毒力基因检测结果表明，分离株均广泛携带毒力因子。其中，gcp基因和lktC基因的阳性检出率所占比例最高，达 17/19。gcp基因可以从宿主细胞表面分离糖蛋白[15]，有利于细菌定植及肺部感染的形成。lktC基因属于RTX家族的成员之一，可使反刍动物白细胞受损，从而使MH逃避宿主的免疫反应，引起肺部炎症和组织损伤[16]。而gs60、tbpB和adh基因的携带率率分别为12/19，8/19，8/19。gs60和tbpB为外膜脂蛋白基因，IOVANE等[17]证明外膜蛋白对嗜中性粒细胞具有趋化作用，并能够抑制其吞噬作用和细菌杀伤作用，因此有利于MH在肺部的定植。adh基因参与细菌的黏附过程，使其能够在机体内定殖，造成机体损伤[18]。这些毒力基因在MH内不同的携带率也提示着细菌间存在毒力差异。

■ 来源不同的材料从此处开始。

/// Build a `T` from the content of `element`
pub fn read_object<T: XmlObject>(element: Element<'_>, ctx: &Context<'_>) -> Result<T> {
    let _guard = ctx.descend()?;
    let schema = T::schema();
    trace!(ty = type_name::<T>(), element = element.name(), "read object");
    let mut value = schema.instantiate()?;
    for field in schema.fields() {
        field
            .read(&mut value, element, ctx)
            .map_err(|err| err.in_element(field.external_name()))?;
    }
    Ok(value)
}

/// Implement [`XmlValue`] for types implementing [`XmlObject`]
#[macro_export]
macro_rules! xml_object {
    ($($ty:ty),+ $(,)?) => {$(
        impl $crate::bind::XmlValue for $ty {
            fn describe() -> $crate::bind::TypeDesc {
                $crate::bind::TypeDesc::Composite(::std::any::type_name::<Self>())
            }

            fn write_element(
                &self,
                doc: &mut $crate::xml::Document,
                parent: $crate::xml::NodeId,
                name: &str,
                ctx: &$crate::bind::Context<'_>,
            ) -> $crate::Result<()> {
                $crate::bind::write_object(self, doc, parent, name, ctx)
            }

            fn read_elements(
                elements: &[$crate::xml::Element<'_>],
                ctx: &$crate::bind::Context<'_>,
            ) -> $crate::Result<Option<Self>> {
                match elements.last() {
                    Some(element) => $crate::bind::read_object(*element, ctx).map(Some),
                    None => Ok(None),
                }
            }
        }
    )+};
}
//! Session configuration shared by the parser, the writer and the mapper

/// Default layout for date-time values, `yyyy-MM-dd HH:mm:ss`
pub const DEFAULT_DATE_FORMAT: &str = "[year]-[month]-[day] [hour]:[minute]:[second]";

/// Configuration for one serialize/deserialize call
///
/// Setters consume and return the configuration so they can be chained:
///
/// ```
/// use zbind::Config;
///
/// let config = Config::new()
///     .with_pretty_print(true)
///     .with_indent_symbol("  ")
///     .with_line_symbol("\r\n");
/// assert!(config.pretty_print());
/// assert_eq!(config.indent_symbol(), "  ");
/// ```
#[derive(Clone, Debug, PartialEq, Eq)]
pub struct Config {
    pretty_print: bool,
    line_symbol: String,
    indent_symbol: String,
    date_format: String,
    max_depth: u16,
}

impl Default for Config {
    fn default() -> Self {
        Self {
            pretty_print: false,
            line_symbol: "\n".to_string(),
            indent_symbol: "\t".to_string(),
            date_format: DEFAULT_DATE_FORMAT.to_string(),
            max_depth: 128,
        }
    }
}

impl Config {
    /// Compact output, default symbols and date format
    pub fn new() -> Self {
        Self::default()
    }

    /// Pretty printed output with default symbols
    pub fn pretty() -> Self {
        Self::default().with_pretty_print(true)
    }

    pub fn with_pretty_print(mut self, pretty_print: bool) -> Self {
        self.pretty_print = pretty_print;
        self
    }

    pub fn with_line_symbol(mut self, symbol: impl Into<String>) -> Self {
        self.line_symbol = symbol.into();
        self
    }

    pub fn with_indent_symbol(mut self, symbol: impl Into<String>) -> Self {
        self.indent_symbol = symbol.into();
        self
    }

    /// Set the date-time layout, written in `time` format description syntax
    pub fn with_date_format(mut self, format: impl Into<String>) -> Self {
        self.date_format = format.into();
        self
    }

    /// Maximum element/object nesting depth (0 means unlimited)
    pub fn with_max_depth(mut self, max_depth: u16) -> Self {
        self.max_depth = max_depth;
        self
    }

    pub fn pretty_print(&self) -> bool {
        self.pretty_print
    }

    pub fn line_symbol(&self) -> &str {
        &self.line_symbol
    }

    pub fn indent_symbol(&self) -> &str {
        &self.indent_symbol
    }

    pub fn date_format(&self) -> &str {
        &self.date_format
    }

    pub fn max_depth(&self) -> u16 {
        self.max_depth
    }
}

#[cfg(test)]
mod tests {
    use super::*;

    #[test]
    fn test_defaults() {
        let config = Config::default();
        assert!(!config.pretty_print());
        assert_eq!(config.line_symbol(), "\n");
        assert_eq!(config.indent_symbol(), "\t");
        assert_eq!(config.date_format(), DEFAULT_DATE_FORMAT);
        assert_eq!(config.max_depth(), 128);
    }

    #[test]
    fn test_chaining() {
        let config = Config::pretty()
            .with_date_format("[year]/[month]/[day]")
            .with_max_depth(0);
        assert!(config.pretty_print());
        assert_eq!(config.date_format(), "[year]/[month]/[day]");
        assert_eq!(config.max_depth(), 0);

        let compact = config.with_pretty_print(false);
        assert!(!compact.pretty_print());
    }
}
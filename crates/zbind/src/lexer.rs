//! Low-level input navigation

pub mod cursor;

pub use cursor::{Checkpoint, Cursor};
//! zbind - Object/XML data binding
//!
//! # Quick Start
//!
//! ```
//! use zbind::bind::{Schema, XmlObject};
//! use zbind::{from_xml, to_xml, xml_enum, xml_object};
//!
//! #[derive(Debug, Default, PartialEq)]
//! enum Rating {
//!     #[default]
//!     First,
//!     Second,
//! }
//! xml_enum!(Rating { First => "FIRST", Second => "SECOND" });
//!
//! #[derive(Debug, Default, PartialEq)]
//! struct Review {
//!     id: i32,
//!     rating: Rating,
//! }
//!
//! impl XmlObject for Review {
//!     fn schema() -> Schema<Self> {
//!         Schema::<Self>::new()
//!             .field("id", |r| &r.id, |r| &mut r.id)
//!             .field("rating", |r| &r.rating, |r| &mut r.rating)
//!     }
//! }
//! xml_object!(Review);
//!
//! # fn main() -> Result<(), zbind::Error> {
//! let review = Review { id: 1, rating: Rating::First };
//! let xml = to_xml(&review)?;
//! assert_eq!(xml, "<root><id>1</id><rating>FIRST</rating></root>");
//! assert_eq!(from_xml::<Review>(&xml)?, review);
//! # Ok(())
//! # }
//! ```

#![forbid(unsafe_code)]

pub mod error;
pub use error::{Error, ErrorKind, Pos, Result, Span};

pub mod config;
pub use config::Config;

pub mod lexer;

pub mod xml;
pub use xml::{Attribute, Document, Element, NodeId, Parser, Writer};

pub mod bind;
pub use bind::{Adapter, Schema, XmlObject, XmlValue};

use std::io::{Read, Write};

use tracing::{debug, instrument, warn};

/// Serialize an object to compact XML
pub fn to_xml<T: XmlObject>(value: &T) -> Result<String> {
    to_xml_with_config(value, &Config::default())
}

/// Serialize an object with custom configuration
pub fn to_xml_with_config<T: XmlObject>(value: &T, config: &Config) -> Result<String> {
    let doc = to_document(value, config)?;
    Ok(xml::writer::to_string(&doc, config))
}

/// Serialize an object into a byte sink
pub fn to_writer<T: XmlObject, W: Write>(value: &T, config: &Config, sink: W) -> Result<()> {
    let doc = to_document(value, config)?;
    xml::writer::write_to(&doc, config, sink)
}

/// Map an object onto a new document without rendering it
pub fn to_document<T: XmlObject>(value: &T, config: &Config) -> Result<Document> {
    bind::serialize(value, config)
}

/// Parse XML text and map it onto a new object
pub fn from_xml<T: XmlObject>(text: &str) -> Result<T> {
    from_xml_with_config(text, &Config::default())
}

/// Parse and map with custom configuration
pub fn from_xml_with_config<T: XmlObject>(text: &str, config: &Config) -> Result<T> {
    let doc = Parser::with_config(text.as_bytes(), config).parse()?;
    from_document(&doc, config)
}

/// Read, parse and map a whole XML stream
pub fn from_reader<T: XmlObject, R: Read>(reader: R, config: &Config) -> Result<T> {
    let bytes = read_all(reader)?;
    let doc = Parser::with_config(&bytes, config).parse()?;
    from_document(&doc, config)
}

/// Map the root element of a parsed document onto a new object
pub fn from_document<T: XmlObject>(doc: &Document, config: &Config) -> Result<T> {
    let ctx = bind::Context::new(config)?;
    let value = bind::read_object(doc.root_element(), &ctx)?;
    debug!(ty = std::any::type_name::<T>(), "object deserialized");
    Ok(value)
}

/// Best-effort parse: any failure yields `None`
///
/// Use [`parse_str`] to find out what went wrong.
pub fn parse(text: &str) -> Option<Document> {
    match parse_str(text) {
        Ok(doc) => Some(doc),
        Err(err) => {
            warn!(error = %err, "discarding malformed xml");
            None
        }
    }
}

/// Parse XML text into a document
pub fn parse_str(text: &str) -> Result<Document> {
    Parser::new(text.as_bytes()).parse()
}

/// Parse a whole XML stream
///
/// Read failures surface as [`ErrorKind::Io`], content failures as
/// [`ErrorKind::MalformedDocument`].
#[instrument(skip(reader))]
pub fn parse_reader<R: Read>(reader: R) -> Result<Document> {
    let bytes = read_all(reader)?;
    Parser::new(&bytes).parse()
}

/// Start a hand-built document
pub fn create_root(name: impl Into<String>) -> Document {
    Document::new(name)
}

fn read_all<R: Read>(mut reader: R) -> Result<Vec<u8>> {
    let mut bytes = Vec::new();
    reader.read_to_end(&mut bytes)?;
    debug!(bytes = bytes.len(), "xml input read");
    Ok(bytes)
}
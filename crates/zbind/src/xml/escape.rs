//! Predefined entity escaping

use crate::error::{Error, ErrorKind, Result, Span};

/// Characters that must not appear raw in text or attribute values
pub const ENTITIES: [(char, &str); 5] = [
    ('&', "&amp;"),
    ('<', "&lt;"),
    ('>', "&gt;"),
    ('\'', "&apos;"),
    ('"', "&quot;"),
];

fn entity_for(ch: char) -> Option<&'static str> {
    ENTITIES
        .iter()
        .find(|(raw, _)| *raw == ch)
        .map(|(_, entity)| *entity)
}

/// Replace the five special characters with their entity references
pub fn escape(text: &str) -> String {
    let mut out = String::with_capacity(text.len());
    escape_into(text, &mut out);
    out
}

/// Escape `text` onto the end of `out`
pub fn escape_into(text: &str, out: &mut String) {
    for ch in text.chars() {
        match entity_for(ch) {
            Some(entity) => out.push_str(entity),
            None => out.push(ch),
        }
    }
}

/// Decode named entities and numeric character references
///
/// ```
/// use zbind::xml::escape::unescape;
///
/// assert_eq!(unescape("a &lt; b &amp;&#38;&#x26;").unwrap(), "a < b &&&");
/// assert!(unescape("&nbsp;").is_err());
/// ```
pub fn unescape(text: &str) -> Result<String> {
    if !text.contains('&') {
        return Ok(text.to_string());
    }

    let mut result = String::with_capacity(text.len());
    let mut rest = text;
    while let Some(amp) = rest.find('&') {
        let (before, after) = rest.split_at(amp);
        result.push_str(before);

        let Some(end) = after.find(';') else {
            return Err(invalid_entity(after));
        };
        let entity = after.get(1..end).unwrap_or_default();
        let decoded = match entity {
            "amp" => Some('&'),
            "lt" => Some('<'),
            "gt" => Some('>'),
            "quot" => Some('"'),
            "apos" => Some('\''),
            _ => decode_numeric_entity(entity),
        };
        match decoded {
            Some(ch) => result.push(ch),
            None => return Err(invalid_entity(after.get(..=end).unwrap_or(after))),
        }
        rest = after.get(end + 1..).unwrap_or_default();
    }
    result.push_str(rest);
    Ok(result)
}

fn decode_numeric_entity(entity: &str) -> Option<char> {
    let digits = entity.strip_prefix('#')?;
    let code = match digits.strip_prefix(['x', 'X']) {
        Some(hex) => u32::from_str_radix(hex, 16).ok()?,
        None => digits.parse::<u32>().ok()?,
    };
    char::from_u32(code)
}

fn invalid_entity(found: &str) -> Error {
    let shown: String = found.chars().take(16).collect();
    Error::with_message(
        ErrorKind::MalformedDocument,
        Span::empty(),
        format!("invalid xml entity `{shown}`"),
    )
}

#[cfg(test)]
mod tests {
    use super::*;

    #[test]
    fn test_escape_all_entities() {
        assert_eq!(
            escape(r#"<a href="x">Tom & 'Jerry'</a>"#),
            "&lt;a href=&quot;x&quot;&gt;Tom &amp; &apos;Jerry&apos;&lt;/a&gt;"
        );
    }

    #[test]
    fn test_escape_does_not_double_escape() {
        assert_eq!(escape("&lt;"), "&amp;lt;");
        assert_eq!(unescape(&escape("&lt;")).unwrap(), "&lt;");
    }

    #[test]
    fn test_escape_plain_text_unchanged() {
        assert_eq!(escape("plain text"), "plain text");
        assert_eq!(escape(""), "");
    }

    #[test]
    fn test_unescape_named_and_numeric() {
        assert_eq!(unescape("&amp;&lt;&gt;&apos;&quot;").unwrap(), "&<>'\"");
        assert_eq!(unescape("&#65;&#x42;&#X43;").unwrap(), "ABC");
        assert_eq!(unescape("caf&#233;").unwrap(), "café");
    }

    #[test]
    fn test_unescape_rejects_unknown_entities() {
        let err = unescape("a &copy; b").unwrap_err();
        assert_eq!(err.kind(), &ErrorKind::MalformedDocument);
        assert!(err.message().contains("&copy;"));

        assert!(unescape("dangling &amp").is_err());
        assert!(unescape("&#xZZ;").is_err());
        assert!(unescape("&#xD800;").is_err());
    }
}
//! HLS proxy core
//!
//! `HlsProxy` wires the per-channel components together and is the single
//! object the web layer talks to:
//!
//! - [`liveness::LivenessTracker`] decides live vs cloud origin per channel
//! - [`manifest::ManifestRewriter`] fetches and rewrites playlists
//! - [`segment::SegmentServer`] serves segments from cache or origin
//! - [`preloader::Preloader`] warms the cache with upcoming segments
//!
//! All mutable state is held per channel in a [`channel_state::ChannelRegistry`].

use std::num::NonZeroUsize;
use std::sync::{Arc, Mutex, PoisonError};

use serde::Serialize;
use tokio::sync::watch;
use tracing::{debug, info};

use crate::config::ProxyConfig;
use crate::errors::{AppError, AppResult};
use crate::models::{Channel, ChannelMap};
use crate::services::{ChannelStore, OriginFetcher};

pub mod channel_state;
pub mod liveness;
pub mod manifest;
pub mod preloader;
pub mod segment;
pub mod segment_cache;

use channel_state::ChannelRegistry;
use liveness::{LivenessTracker, ProbePolicy};
use manifest::{ManifestResponse, ManifestRewriter};
use preloader::Preloader;
use segment::{SegmentRequest, SegmentResponse, SegmentServer};
use segment_cache::SegmentCacheLimits;

/// Snapshot of one channel's proxy state
#[derive(Debug, Clone, Serialize, PartialEq, Eq)]
pub struct ChannelStatus {
    pub channel: String,
    /// `None` until the first liveness probe
    pub live: Option<bool>,
    pub cache_segments: usize,
    pub cache_bytes: usize,
    pub manifest_cached: bool,
}

pub struct HlsProxy {
    store: Arc<ChannelStore>,
    /// Channel map as of the last prune
    known: Mutex<Arc<ChannelMap>>,
    registry: Arc<ChannelRegistry>,
    tracker: Arc<LivenessTracker>,
    manifests: ManifestRewriter,
    segments: SegmentServer,
}

impl HlsProxy {
    pub fn new(
        store: Arc<ChannelStore>,
        fetcher: Arc<dyn OriginFetcher>,
        config: ProxyConfig,
    ) -> AppResult<Self> {
        Self::build(store, fetcher, config, None)
    }

    /// Build with a custom liveness heuristic
    pub fn with_probe_policy(
        store: Arc<ChannelStore>,
        fetcher: Arc<dyn OriginFetcher>,
        config: ProxyConfig,
        policy: Box<dyn ProbePolicy>,
    ) -> AppResult<Self> {
        Self::build(store, fetcher, config, Some(policy))
    }

    fn build(
        store: Arc<ChannelStore>,
        fetcher: Arc<dyn OriginFetcher>,
        config: ProxyConfig,
        policy: Option<Box<dyn ProbePolicy>>,
    ) -> AppResult<Self> {
        config.validate()?;
        let max_segments = NonZeroUsize::new(config.max_segments_per_channel).ok_or_else(|| {
            AppError::config_invalid("proxy.max_segments_per_channel must be at least 1")
        })?;

        let registry = Arc::new(ChannelRegistry::new(SegmentCacheLimits {
            ttl: config.segment_ttl,
            max_segments,
            max_bytes_per_segment: config.max_bytes_per_segment,
        }));

        let tracker = Arc::new(match policy {
            Some(policy) => {
                LivenessTracker::with_policy(fetcher.clone(), registry.clone(), config.clone(), policy)
            }
            None => LivenessTracker::new(fetcher.clone(), registry.clone(), config.clone()),
        });
        let preloader = Arc::new(Preloader::new(
            fetcher.clone(),
            registry.clone(),
            config.clone(),
        ));
        let manifests = ManifestRewriter::new(
            fetcher.clone(),
            tracker.clone(),
            registry.clone(),
            config.clone(),
        );
        let segments = SegmentServer::new(fetcher, tracker.clone(), registry.clone(), preloader, config);

        Ok(Self {
            known: Mutex::new(store.snapshot()),
            store,
            registry,
            tracker,
            manifests,
            segments,
        })
    }

    pub fn store(&self) -> &Arc<ChannelStore> {
        &self.store
    }

    fn channel(&self, name: &str) -> AppResult<Arc<Channel>> {
        self.store
            .get(name)
            .ok_or_else(|| AppError::channel_not_found(name))
    }

    pub async fn manifest(&self, channel: &str) -> AppResult<ManifestResponse> {
        let channel = self.channel(channel)?;
        self.manifests.get_manifest(&channel).await
    }

    pub async fn segment(&self, channel: &str, request: SegmentRequest) -> AppResult<SegmentResponse> {
        let channel = self.channel(channel)?;
        self.segments.serve(channel, request).await
    }

    /// Current state of a channel. Never triggers a probe.
    pub fn status(&self, channel: &str) -> AppResult<ChannelStatus> {
        let channel = self.channel(channel)?;
        let state = self.registry.get(&channel.name);

        Ok(ChannelStatus {
            live: self.tracker.peek(&channel.name),
            cache_segments: state.as_ref().map_or(0, |s| s.segments.len()),
            cache_bytes: state.as_ref().map_or(0, |s| s.segments.total_bytes()),
            manifest_cached: state.as_ref().is_some_and(|s| s.manifest().is_some()),
            channel: channel.name.clone(),
        })
    }

    /// Drop state of channels that were removed or whose origins changed
    pub fn prune(&self) -> usize {
        let current = self.store.snapshot();
        let previous = std::mem::replace(
            &mut *self.known.lock().unwrap_or_else(PoisonError::into_inner),
            current.clone(),
        );

        let keep = current.names().filter(|name| {
            match (previous.get(name), current.get(name)) {
                (Some(before), Some(after)) => before.origins == after.origins,
                _ => true,
            }
        });
        let dropped = self.registry.retain(keep);
        if dropped > 0 {
            info!("Dropped state for {} removed or changed channel(s)", dropped);
        }
        dropped
    }

    /// Prune whenever the channel store publishes a new map.
    pub fn spawn_pruner(self: &Arc<Self>) -> tokio::task::JoinHandle<()> {
        let proxy = self.clone();
        let mut changes: watch::Receiver<u64> = self.store.subscribe();
        tokio::spawn(async move {
            while changes.changed().await.is_ok() {
                debug!("Channel map generation {}", *changes.borrow_and_update());
                proxy.prune();
            }
        })
    }
}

在致病性试验中，2株菌株分别于攻毒后6 h，小鼠均出现精神沉郁，畏寒抱团的现象，8 h后小鼠陆续死亡。在24 h内S1和S15菌株致小鼠死亡数分别11和14只。S1和S15分离株的DL50分为1.34×107和3.10×106CFU/mL，表明这2株分离株对小鼠的致病性较强。韩小丽等[19]对小鼠的致病性研究发现，MH的致病性可能与毒力因子的携带情况以及血清分型有关。因此加深对小鼠以及本动物的试验研究，可进一步为MH的致病性研究提供参考。

白细胞毒素LKT是曼氏杆菌最为主要的毒力因子。研究发现[19]lktA基因有着复杂的镶嵌结构，可在不同种及菌株之间发生基因在水平方向上的重组，形成多种不同的等位基因型，表现出丰富的多样性。此前的研究表明，不同的动物源lktA等位基因型与其宿主来源存在相关性。DAVIES等[19]根据序列相似性将lktA分为lktA1～lktA10共10个等位基因型。其中，羊源菌株主要为lktA1、lktA2、lktA8和lktA10等多种等位基因型，而牛源菌株主要包括lktA1、lktA2型等位基因型，而等位基因型lktA4仅从同属于曼氏杆菌的等位基因型中发现。本研究对19株MH的lktA基因序列的相似性进行比较分析，发现6株属于lktA1型；4株属于lktA8型；分离株S4属于lktA6型。但本研究中鉴定的7株等位基因型属于lktA4，而这一等位基因型属于葡萄糖苷曼氏杆菌，该结果首次发现羊源MH存在lktA4，也说明lktA基因在MH和葡萄糖苷曼氏杆菌之间发生了DNA的水平转移和重组。本研究中的分离株S14属于新的等位基因型，将其命名为lktA11，说明MH的lktA基因还存在更为丰富的等位基因型。

目前，针对动物呼吸道疾病的发生多用抗生素治疗，也正是由于抗生素药物的普遍使用，导致我国羊源MH存在耐药情况。王羽等[8]研究发现该菌对红霉素、庆大霉素和磺胺间甲氧嘧啶耐药。林裕胜等[7]研究发现其对氨苄西林、多黏菌素B和林可霉素耐药。本研究对19株MH分离株进行9 种临床药物的敏感性分析，结果发现，在MH分离株中，对复方新诺明的耐药性最高，达到了100%，对卡那霉素、氟苯尼考和丁胺卡那敏感。

本研究从四川省某绵羊场患有呼吸道疾病的动物中分离得到19株MH，并对其进行分离鉴定，血清学、lktA基因型、主要毒力因子和药物敏感性等生物学特性分析，结果不仅为该养殖场呼吸道疾病的防控提供参考，也为以后MH的生物学特性分析提供依据。